Hi,
I've been wrestling with my Aggregate plugin configuration and it seems like it interacts poorly with the Logstash micro-batching framework in my case.
I have log lines similar to this (simplified):
2018-03-21 10:05:24,305 Start task Task1
2018-03-21 10:05:24,306 Finish task
2018-03-21 10:05:24,307 Start task Task2
2018-03-21 10:05:24,308 Finish task
My logstash config file (filter section) looks roughly like this:
grok {
match => { "message" => "^%{TIMESTAMP_ISO8601:local_timestamp}\s+%{GREEDYDATA:message}" }
overwrite => "message"
}
grok {
match => { "message" => "^Start task %{GREEDYDATA:task_id}" }
}
if "_grokparsefailure" not in [tags] {
aggregate {
task_id => "%{source}" # Note the use of a global task_id
code => "map[:task_id] = event.get('task_id')"
}
}
if [message] == "Finish task" {
aggregate {
task_id => "%{source}"
code => "event.set('task_id', map[:task_id])"
}
}
Now my problem from is that this configuration file seems to work is:
- First grok filter (extract message) is applied to a batch of 125 items
- Second grok filter (find 'Start task') is applied to the batch
- Thirdly, the first aggregate filter is applied to same batch
- Finally, the second aggregate filter is applied, again to all of the batch
This batching of events per-filter gives the effect of items being seen out-of-order, similar to what happens if there are multiple pipeline workers (I only have one). In the example, both 'Finish' events receive the task_id of 'Task2'.

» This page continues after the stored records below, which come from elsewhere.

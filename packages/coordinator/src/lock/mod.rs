//! Named advisory locks.
//!
//! Two interchangeable backends:
//! - [`InProcessLock`] - per-name state in a process-wide [`LockRegistry`],
//!   for embedded single-node deployments
//! - [`PostgresAdvisoryLock`] - session-scoped `pg_advisory_lock`, for nodes
//!   sharing one Postgres database
//!
//! Each handle is its own holder. Acquiring twice through one handle nests
//! (the handle keeps a depth counter); a second handle on the same name
//! contends with the first.
//!
//! # Example
//!
//! ```ignore
//! let token = db
//!     .with_lock(&["oauth", "token", &token_id], || async {
//!         // re-read, refresh if still stale, save
//!         refresh_token(&token_id).await
//!     })
//!     .await??;
//! ```

pub mod memory;
pub mod postgres;

use std::future::Future;
use std::time::Duration;

use async_trait::async_trait;
use sha2::{Digest, Sha256};

use crate::error::LockError;

pub use memory::{InProcessLock, LockRegistry};
pub use postgres::PostgresAdvisoryLock;

/// Namespace mixed into every distributed lock key, keeping our keys apart
/// from advisory locks taken by unrelated applications on the same database.
pub const LOCK_NAMESPACE: &str = "COORDINATOR";

/// A named, reentrant mutual-exclusion handle.
#[async_trait]
pub trait AdvisoryLock: Send {
    /// Display name (segments joined with `:`).
    fn name(&self) -> &str;

    /// Block until acquired or give up. Returns whether the lock is now held.
    async fn acquire(&mut self) -> bool;

    /// Acquire without waiting. Returns `false` on contention.
    async fn try_acquire(&mut self) -> bool;

    /// Release one level. Returns `true` if a level was released.
    async fn release(&mut self) -> bool;

    /// Release every level held by this handle.
    async fn release_all(&mut self) -> bool;

    /// Current nesting depth held by this handle.
    fn held(&self) -> u32;

    /// Most recent acquire/release I/O error.
    fn err(&self) -> Option<&LockError>;

    /// Every acquire/release I/O error seen by this handle, oldest first.
    fn errors(&self) -> &[LockError];
}

/// Retry policy for backends that cannot block natively.
#[derive(Debug, Clone, Copy)]
pub struct LockOptions {
    pub acquire_attempts: u32,
    pub acquire_retry_delay: Duration,
}

impl Default for LockOptions {
    fn default() -> Self {
        Self {
            acquire_attempts: 5,
            acquire_retry_delay: Duration::from_secs(1),
        }
    }
}

/// Join name segments into the display name.
pub fn lock_name(names: &[&str]) -> String {
    names.join(":")
}

/// Derive the two-integer key used by `pg_advisory_lock(int4, int4)`.
///
/// The first half is fixed for the whole process (the namespace), the second
/// is a checksum of the name segments. Segments are joined with NUL so that
/// `["a:b"]` and `["a", "b"]` hash differently.
pub fn key_pair(names: &[&str]) -> (i32, i32) {
    (checksum(LOCK_NAMESPACE.as_bytes()), checksum(names.join("\0").as_bytes()))
}

fn checksum(bytes: &[u8]) -> i32 {
    let digest = Sha256::digest(bytes);
    i32::from_be_bytes([digest[0], digest[1], digest[2], digest[3]])
}

/// Run `f` while holding `lock`, releasing every level afterwards.
///
/// Cleanup also runs when acquisition fails, so a Postgres handle always gives
/// its session back.
pub async fn with_lock<L, F, Fut, T>(lock: &mut L, f: F) -> Result<T, LockError>
where
    L: AdvisoryLock + ?Sized,
    F: FnOnce() -> Fut,
    Fut: Future<Output = T>,
{
    if !lock.acquire().await {
        lock.release_all().await;
        return Err(LockError::NotAcquired {
            name: lock.name().to_string(),
        });
    }

    let out = f().await;
    lock.release_all().await;
    Ok(out)
}

#[cfg(test)]
mod tests {
    use std::collections::HashSet;

    use super::*;

    #[test]
    fn test_key_pair_is_deterministic() {
        let a = key_pair(&["oauth", "token", "abc"]);
        let b = key_pair(&["oauth", "token", "abc"]);
        assert_eq!(a, b);
    }

    #[test]
    fn test_key_pair_shares_namespace_half() {
        let (ns_a, _) = key_pair(&["a"]);
        let (ns_b, _) = key_pair(&["b"]);
        assert_eq!(ns_a, ns_b);
    }

    #[test]
    fn test_segment_boundaries_matter() {
        assert_ne!(key_pair(&["a:b"]), key_pair(&["a", "b"]));
        assert_eq!(lock_name(&["a", "b"]), "a:b");
    }

    #[test]
    fn test_distinct_names_have_distinct_keys() {
        // 10k names in a 32-bit space expect ~0.01 collisions; a single one
        // is within the accepted birthday bound, more means a broken hash.
        let mut seen = HashSet::new();
        let mut collisions = 0;
        for i in 0..10_000 {
            let id = format!("client-{i}");
            let (_, key) = key_pair(&["oauth", "token:client-credentials", &id]);
            if !seen.insert(key) {
                collisions += 1;
            }
        }
        assert!(collisions <= 1, "{collisions} collisions");
    }
}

I have found two different solutions/workarounds to my issue:
- Set pipeline.batch.size to 1 in logstash.yml to force events to get treated one at a time
- Wrap the entire filter section in a giant 'if [message] =~ /^/', which seems to force the logstash internals to treat the entire block as one serialized filter
This gives rise to my questions:
- Am I missing something obvious?
- Are there any other ways around the issue?
- What is the likely performance impact of changing the batch size?
- Is the workaround of a global 'if' statement likely to stop working at some point?
- Should the aggregate plugin documentation mention this limitation, similar to the way that there is a prominent warning about only having 1 worker?
Thanks